_ACTIVITY_. When you reach the line in the data below that contains "announcement on the", please start repeating lines exactly, and stop after the line that contains "pub fn load()", repeating nothing else.

== Segment start ==

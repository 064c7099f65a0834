//! Configuration Vault – reads/writes `~/.aliveos/c2c.toml`.

use aliveos_runtime::LogFormat;
use serde::{Deserialize, Serialize};
use std::fs;
use std::path::{Path, PathBuf};
use std::time::Duration;

/// Persisted coordinator configuration stored in `~/.aliveos/c2c.toml`.
#[derive(Debug, Clone, PartialEq, Serialize, Deserialize)]
pub struct Config {
    /// Per-topic capacity of the internal event bus.
    #[serde(default = "default_bus_capacity")]
    pub bus_capacity: usize,

    /// How often the readiness wait logs that Ego is not ready yet.
    #[serde(default = "default_ready_poll_interval_ms")]
    pub ready_poll_interval_ms: u64,

    /// Treat Ego as ready at startup instead of waiting for its
    /// announcement on the bus.  Off by default, so the first `Continue`
    /// waits for an `EgoReady` event (or `/ready` in the shell).
    #[serde(default = "default_ego_ready_on_start")]
    pub ego_ready_on_start: bool,

    /// Directory of `*.json` concept descriptors registered at startup.
    #[serde(default, skip_serializing_if = "Option::is_none")]
    pub concepts_dir: Option<PathBuf>,

    #[serde(default)]
    pub log_format: LogFormat,

    /// OTLP/HTTP collector base URL.  Span export is off when unset.
    #[serde(default, skip_serializing_if = "Option::is_none")]
    pub otlp_endpoint: Option<String>,
}

fn default_bus_capacity() -> usize {
    256
}
fn default_ready_poll_interval_ms() -> u64 {
    100
}
fn default_ego_ready_on_start() -> bool {
    false
}

impl Default for Config {
    fn default() -> Self {
        Self {
            bus_capacity: default_bus_capacity(),
            ready_poll_interval_ms: default_ready_poll_interval_ms(),
            ego_ready_on_start: default_ego_ready_on_start(),
            concepts_dir: None,
            log_format: LogFormat::default(),
            otlp_endpoint: None,
        }
    }
}

impl Config {
    pub fn ready_poll_interval(&self) -> Duration {
        Duration::from_millis(self.ready_poll_interval_ms.max(1))
    }
}

/// Return the path to `~/.aliveos/c2c.toml`.
pub fn config_path() -> PathBuf {
    config_path_for_home(
        &std::env::var("HOME")
            .or_else(|_| std::env::var("USERPROFILE"))
            .unwrap_or_else(|_| ".".to_string()),
    )
}

/// Build the config path relative to the given home directory.
pub(crate) fn config_path_for_home(home: &str) -> PathBuf {
    PathBuf::from(home).join(".aliveos").join("c2c.toml")
}

/// Load the config from disk.  Returns `None` if the file does not exist.
pub fn load() -> Result<Option<Config>, String> {
    load_from(&config_path())
}

pub(crate) fn load_from(path: &Path) -> Result<Option<Config>, String> {
    if !path.exists() {
        return Ok(None);
    }
    let raw = fs::read_to_string(path)
        .map_err(|e| format!("Failed to read config at {}: {}", path.display(), e))?;
    toml::from_str(&raw)
        .map(Some)
        .map_err(|e| format!("Failed to parse config: {}", e))
}

/// Apply environment variable overrides to `cfg`.
///
/// | Variable | Config field |
/// |---|---|
/// | `ALIVEOS_BUS_CAPACITY` | `bus_capacity` |
/// | `ALIVEOS_READY_POLL_MS` | `ready_poll_interval_ms` |
/// | `ALIVEOS_CONCEPTS_DIR` | `concepts_dir` |
/// | `ALIVEOS_LOG_FORMAT` | `log_format` |
/// | `OTEL_EXPORTER_OTLP_ENDPOINT` | `otlp_endpoint` |
///
/// Values that do not parse are ignored.
pub fn apply_env_overrides(cfg: &mut Config) {
    if let Ok(v) = std::env::var("ALIVEOS_BUS_CAPACITY")
        && let Ok(capacity) = v.parse::<usize>()
        && capacity > 0
    {
        cfg.bus_capacity = capacity;
    }
    if let Ok(v) = std::env::var("ALIVEOS_READY_POLL_MS")
        && let Ok(ms) = v.parse::<u64>()
    {
        cfg.ready_poll_interval_ms = ms;
    }
    if let Ok(v) = std::env::var("ALIVEOS_CONCEPTS_DIR") {
        cfg.concepts_dir = Some(PathBuf::from(v));
    }
    if let Ok(v) = std::env::var("ALIVEOS_LOG_FORMAT")
        && let Ok(format) = v.parse::<LogFormat>()
    {
        cfg.log_format = format;
    }
    if let Ok(v) = std::env::var("OTEL_EXPORTER_OTLP_ENDPOINT") {
        cfg.otlp_endpoint = Some(v);
    }
}

/// Save the config to disk, creating `~/.aliveos/` if necessary.
pub fn save(cfg: &Config) -> Result<(), String> {
    save_to(cfg, &config_path())
}

pub(crate) fn save_to(cfg: &Config, path: &Path) -> Result<(), String> {
    if let Some(parent) = path.parent() {
        fs::create_dir_all(parent)
            .map_err(|e| format!("Failed to create config directory: {}", e))?;
        #[cfg(unix)]
        {
            use std::os::unix::fs::PermissionsExt;
            fs::set_permissions(parent, fs::Permissions::from_mode(0o700))
                .map_err(|e| format!("Failed to set config directory permissions: {}", e))?;
        }
    }
    let raw = toml::to_string_pretty(cfg)
        .map_err(|e| format!("Failed to serialize config: {}", e))?;
    #[cfg(unix)]
    {
        use std::io::Write;
        use std::os::unix::fs::OpenOptionsExt;
        fs::OpenOptions::new()
            .write(true)
            .create(true)
            .truncate(true)
            .mode(0o600)
            .open(path)
            .and_then(|mut f| f.write_all(raw.as_bytes()))
            .map_err(|e| format!("Failed to write config at {}: {}", path.display(), e))?;
    }
    #[cfg(not(unix))]
    fs::write(path, raw)
        .map_err(|e| format!("Failed to write config at {}: {}", path.display(), e))?;
    Ok(())
}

== Segment end ==

_TASK ANSWER_.
    /// announcement on the bus.  Off by default, so the first `Continue`
    /// waits for an `EgoReady` event (or `/ready` in the shell).
    #[serde(default = "default_ego_ready_on_start")]
    pub ego_ready_on_start: bool,

    /// Directory of `*.json` concept descriptors registered at startup.
    #[serde(default, skip_serializing_if = "Option::is_none")]
    pub concepts_dir: Option<PathBuf>,

    #[serde(default)]
    pub log_format: LogFormat,

    /// OTLP/HTTP collector base URL.  Span export is off when unset.
    #[serde(default, skip_serializing_if = "Option::is_none")]
    pub otlp_endpoint: Option<String>,
}

fn default_bus_capacity() -> usize {
    256
}
fn default_ready_poll_interval_ms() -> u64 {
    100
}
fn default_ego_ready_on_start() -> bool {
    false
}

impl Default for Config {
    fn default() -> Self {
        Self {
            bus_capacity: default_bus_capacity(),
            ready_poll_interval_ms: default_ready_poll_interval_ms(),
            ego_ready_on_start: default_ego_ready_on_start(),
            concepts_dir: None,
            log_format: LogFormat::default(),
            otlp_endpoint: None,
        }
    }
}

impl Config {
    pub fn ready_poll_interval(&self) -> Duration {
        Duration::from_millis(self.ready_poll_interval_ms.max(1))
    }
}

/// Return the path to `~/.aliveos/c2c.toml`.
pub fn config_path() -> PathBuf {
    config_path_for_home(
        &std::env::var("HOME")
            .or_else(|_| std::env::var("USERPROFILE"))
            .unwrap_or_else(|_| ".".to_string()),
    )
}

/// Build the config path relative to the given home directory.
pub(crate) fn config_path_for_home(home: &str) -> PathBuf {
    PathBuf::from(home).join(".aliveos").join("c2c.toml")
}

/// Load the config from disk.  Returns `None` if the file does not exist.
pub fn load() -> Result<Option<Config>, String> {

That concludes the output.